El presidente saliente de Colombia, Gustavo Petro, ordenó suspender el proceso formal de empalme con el gobierno del presidente electo Abelardo de la Espriella, según información publicada por el propio equipo de Petro en redes sociales. La medida se adoptó tras denuncias de un supuesto fraude en la segunda vuelta de las elecciones presidenciales.
El empalme es el procedimiento institucional mediante el cual el gobierno saliente entrega al entrante información sobre el estado de las entidades, los proyectos en curso, las finanzas públicas y los compromisos pendientes.
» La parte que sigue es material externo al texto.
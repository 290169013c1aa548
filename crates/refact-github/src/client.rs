//! GitHub REST API client

use crate::sync::{CommitRef, RemoteSync, RepoInfo};
use async_trait::async_trait;
use base64::{engine::general_purpose::STANDARD, Engine as _};
use refact_core::{RefactError, Result};
use reqwest::{Method, StatusCode, Url};
use serde::de::DeserializeOwned;
use serde::Deserialize;
use serde_json::json;
use tracing::{debug, info, instrument, warn};

const API_VERSION: &str = "2022-11-28";
const USER_AGENT: &str = "refact";

/// GitHub client authenticated with a single user token
#[derive(Debug, Clone)]
pub struct GitHubClient {
    http: reqwest::Client,
    base_url: Url,
    token: String,
}

#[derive(Debug, Deserialize)]
struct UserResponse {
    login: String,
}

#[derive(Debug, Deserialize)]
struct RepoResponse {
    name: String,
    owner: UserResponse,
    html_url: String,
    clone_url: String,
}

#[derive(Debug, Deserialize)]
struct ContentResponse {
    sha: String,
}

#[derive(Debug, Deserialize)]
struct CommitResponse {
    commit: CommitInfo,
}

#[derive(Debug, Deserialize)]
struct CommitInfo {
    sha: String,
    #[serde(default)]
    html_url: Option<String>,
}

#[derive(Debug, Deserialize)]
struct TreeResponse {
    tree: Vec<TreeEntry>,
    #[serde(default)]
    truncated: bool,
}

#[derive(Debug, Deserialize)]
struct TreeEntry {
    path: String,
    #[serde(rename = "type")]
    entry_type: String,
    sha: String,
}

#[derive(Debug, Deserialize)]
struct BlobResponse {
    content: String,
    encoding: String,
}

impl GitHubClient {
    /// Create a client against `base_url` (e.g. `https://api.github.com`)
    pub fn new(base_url: &str, token: impl Into<String>) -> Result<Self> {
        let base_url = Url::parse(base_url)
            .map_err(|e| RefactError::Config(format!("Invalid GitHub URL {}: {}", base_url, e)))?;
        Ok(Self {
            http: reqwest::Client::new(),
            base_url,
            token: token.into(),
        })
    }

    /// Build an API URL from path segments; each segment is percent-encoded
    fn url<'a>(&self, segments: impl IntoIterator<Item = &'a str>) -> Result<Url> {
        let mut url = self.base_url.clone();
        {
            let mut path = url.path_segments_mut().map_err(|_| {
                RefactError::Config(format!("GitHub URL cannot be a base: {}", self.base_url))
            })?;
            path.pop_if_empty();
            path.extend(segments);
        }
        Ok(url)
    }

    fn contents_url(&self, owner: &str, repo: &str, path: &str) -> Result<Url> {
        let segments = ["repos", owner, repo, "contents"]
            .into_iter()
            .chain(path.split('/'));
        self.url(segments)
    }

    fn request(&self, method: Method, url: Url) -> reqwest::RequestBuilder {
        self.http
            .request(method, url)
            .bearer_auth(&self.token)
            .header("accept", "application/vnd.github+json")
            .header("x-github-api-version", API_VERSION)
            .header("user-agent", USER_AGENT)
    }

    /// Send a request and decode a JSON body, mapping non-2xx to `Upstream`
    async fn send<T: DeserializeOwned>(&self, request: reqwest::RequestBuilder) -> Result<T> {
        let response = request
            .send()
            .await
            .map_err(|e| RefactError::transport(format!("GitHub request failed: {}", e)))?;
        let status = response.status();

        if !status.is_success() {
            let body = response
                .text()
                .await
                .unwrap_or_else(|_| "Unknown".to_string());
            return Err(upstream_error(status, body));
        }

        response.json().await.map_err(|e| RefactError::Upstream {
            status: status.as_u16(),
            body: format!("Failed to parse GitHub response: {}", e),
        })
    }

    /// Blob sha of an existing file, if any
    async fn existing_sha(&self, owner: &str, repo: &str, path: &str) -> Result<Option<String>> {
        let url = self.contents_url(owner, repo, path)?;
        match self
            .send::<ContentResponse>(self.request(Method::GET, url))
            .await
        {
            Ok(content) => Ok(Some(content.sha)),
            Err(RefactError::NotFound(_)) => Ok(None),
            Err(e) => Err(e),
        }
    }
}

#[async_trait]
impl RemoteSync for GitHubClient {
    #[instrument(skip(self, content), fields(bytes = content.len()))]
    async fn commit(
        &self,
        owner: &str,
        repo: &str,
        path: &str,
        content: &str,
    ) -> Result<CommitRef> {
        let sha = self.existing_sha(owner, repo, path).await?;
        let message = commit_message(if sha.is_some() { "Update" } else { "Create" }, path);

        let mut body = json!({
            "message": message,
            "content": STANDARD.encode(content.as_bytes()),
        });
        if let Some(sha) = sha {
            body["sha"] = json!(sha);
        }

        let url = self.contents_url(owner, repo, path)?;
        let response: CommitResponse = self
            .send(self.request(Method::PUT, url).json(&body))
            .await?;

        debug!("Committed {} to {}/{} ({})", path, owner, repo, response.commit.sha);
        Ok(CommitRef {
            path: path.to_string(),
            sha: response.commit.sha,
            url: response.commit.html_url,
        })
    }

    #[instrument(skip(self))]
    async fn delete(&self, owner: &str, repo: &str, path: &str) -> Result<CommitRef> {
        let sha = self
            .existing_sha(owner, repo, path)
            .await?
            .ok_or_else(|| RefactError::NotFound(format!("{}/{}:{}", owner, repo, path)))?;

        let body = json!({
            "message": commit_message("Delete", path),
            "sha": sha,
        });

        let url = self.contents_url(owner, repo, path)?;
        let response: CommitResponse = self
            .send(self.request(Method::DELETE, url).json(&body))
            .await?;

        Ok(CommitRef {
            path: path.to_string(),
            sha: response.commit.sha,
            url: response.commit.html_url,
        })
    }

    #[instrument(skip(self))]
    async fn create_repository(&self, name: &str, private: bool) -> Result<RepoInfo> {
        let body = json!({
            "name": name,
            "private": private,
            "auto_init": true,
            "description": "Created by refact",
        });

        let url = self.url(["user", "repos"])?;
        let repo: RepoResponse = self.send(self.request(Method::POST, url).json(&body)).await?;

        info!("Created repository {}/{}", repo.owner.login, repo.name);
        Ok(RepoInfo {
            owner: repo.owner.login,
            name: repo.name,
            html_url: repo.html_url,
            clone_url: repo.clone_url,
        })
    }

    #[instrument(skip(self))]
    async fn snapshot(&self, owner: &str, repo: &str) -> Result<Vec<(String, String)>> {
        let mut url = self.url(["repos", owner, repo, "git", "trees", "HEAD"])?;
        url.query_pairs_mut().append_pair("recursive", "1");

        let tree: TreeResponse = match self.send(self.request(Method::GET, url)).await {
            Ok(tree) => tree,
            // An empty repository has no HEAD yet
            Err(RefactError::Upstream { status: 409, .. }) => return Ok(Vec::new()),
            Err(e) => return Err(e),
        };

        if tree.truncated {
            warn!("Tree listing for {}/{} was truncated by GitHub", owner, repo);
        }

        let mut files = Vec::new();
        for entry in tree.tree.into_iter().filter(|e| e.entry_type == "blob") {
            let url = self.url(["repos", owner, repo, "git", "blobs", entry.sha.as_str()])?;
            let blob: BlobResponse = self.send(self.request(Method::GET, url)).await?;

            match decode_blob(&blob) {
                Some(content) => files.push((entry.path, content)),
                None => debug!("Skipping non-text file {}", entry.path),
            }
        }

        info!("Fetched {} files from {}/{}", files.len(), owner, repo);
        Ok(files)
    }

    async fn authenticated_user(&self) -> Result<String> {
        let url = self.url(["user"])?;
        let user: UserResponse = self.send(self.request(Method::GET, url)).await?;
        Ok(user.login)
    }
}

fn upstream_error(status: StatusCode, body: String) -> RefactError {
    if status == StatusCode::NOT_FOUND {
        RefactError::NotFound(body)
    } else {
        RefactError::Upstream {
            status: status.as_u16(),
            body,
        }
    }
}

fn commit_message(verb: &str, path: &str) -> String {
    format!("{} {}", verb, path)
}

/// Decode a base64 blob into UTF-8 text; binary files yield `None`
fn decode_blob(blob: &BlobResponse) -> Option<String> {
    if blob.encoding != "base64" {
        return Some(blob.content.clone());
    }
    let compact: String = blob
        .content
        .chars()
        .filter(|c| !c.is_ascii_whitespace())
        .collect();
    let bytes = STANDARD.decode(compact).ok()?;
    String::from_utf8(bytes).ok()
}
En Colombia, este proceso se ha vuelto habitual en los cambios de administración desde la Constitución de 1991, como una forma de garantizar la continuidad del Estado.
De acuerdo con la fuente, el ministro de Hacienda y entonces coordinador del Comité Nacional de Empoderamiento Ciudadano, Ricardo Bonilla, era el responsable de articular los equipos técnicos de ambas partes para la transición. Con la suspensión ordenada por Petro, ese canal queda en pausa hasta nuevo aviso.
Petro fundamentó la decisión en denuncias sobre irregularidades en la segunda vuelta. Hasta el momento, las autoridades electorales no han anunciado resultados oficiales de las investigaciones que se sigan sobre esas denuncias. La Registraduría Nacional del Estado Civil es la entidad encargada de consolidar y certificar los resultados de las votaciones en Colombia.
La suspensión del empalme tiene efectos prácticos inmediatos. Sin mesas de trabajo activas, se dificulta el acceso del equipo entrante a datos sensibles sobre la ejecución presupuestal, los contratos en marcha y los compromisos internacionales del Estado. Esa información suele ser clave para que el nuevo gobierno defina sus primeras decisiones en materia económica, social y de seguridad.
Para los ciudadanos, la transición ordenada es relevante porque reduce la incertidumbre en mercados, cooperación internacional y funcionamiento de entidades como la fuerza pública, el sistema de salud y los programas sociales. Interrupciones prolongadas pueden retrasar nombramientos, giros presupuestales y la puesta en marcha de políticas prioritarias.
El proceso electoral colombiano contempla mecanismos de impugnación y revisión de resultados. Cualquier denuncia de fraude debe surtir los canales institucionales correspondientes, que incluyen observaciones ante la Registraduría y, eventualmente, acciones ante la jurisdicción contencioso-administrativa. El curso de esas instancias suele determinar si se mantiene la voluntad expresada en las urnas.
Desde el lado del gobierno electo, el equipo de Abelardo de la Espriella no había emitido, al cierre de esta nota, una respuesta oficial sobre los pasos a seguir ante la suspensión del empalme. En anteriores transiciones, los equipos entrantes han optado por solicitar información directamente a las entidades o por reuniones bilaterales paralelas.
Queda por verse si la suspensión se mantiene en el tiempo o si se reactiva una vez se aclaren las denuncias de fraude. También está pendiente el calendario de posesión presidencial, que marca el límite para completar la entrega formal del poder. Mientras tanto, la transición queda en un compás de espera que será seguido de cerca por observadores políticos y organismos de control.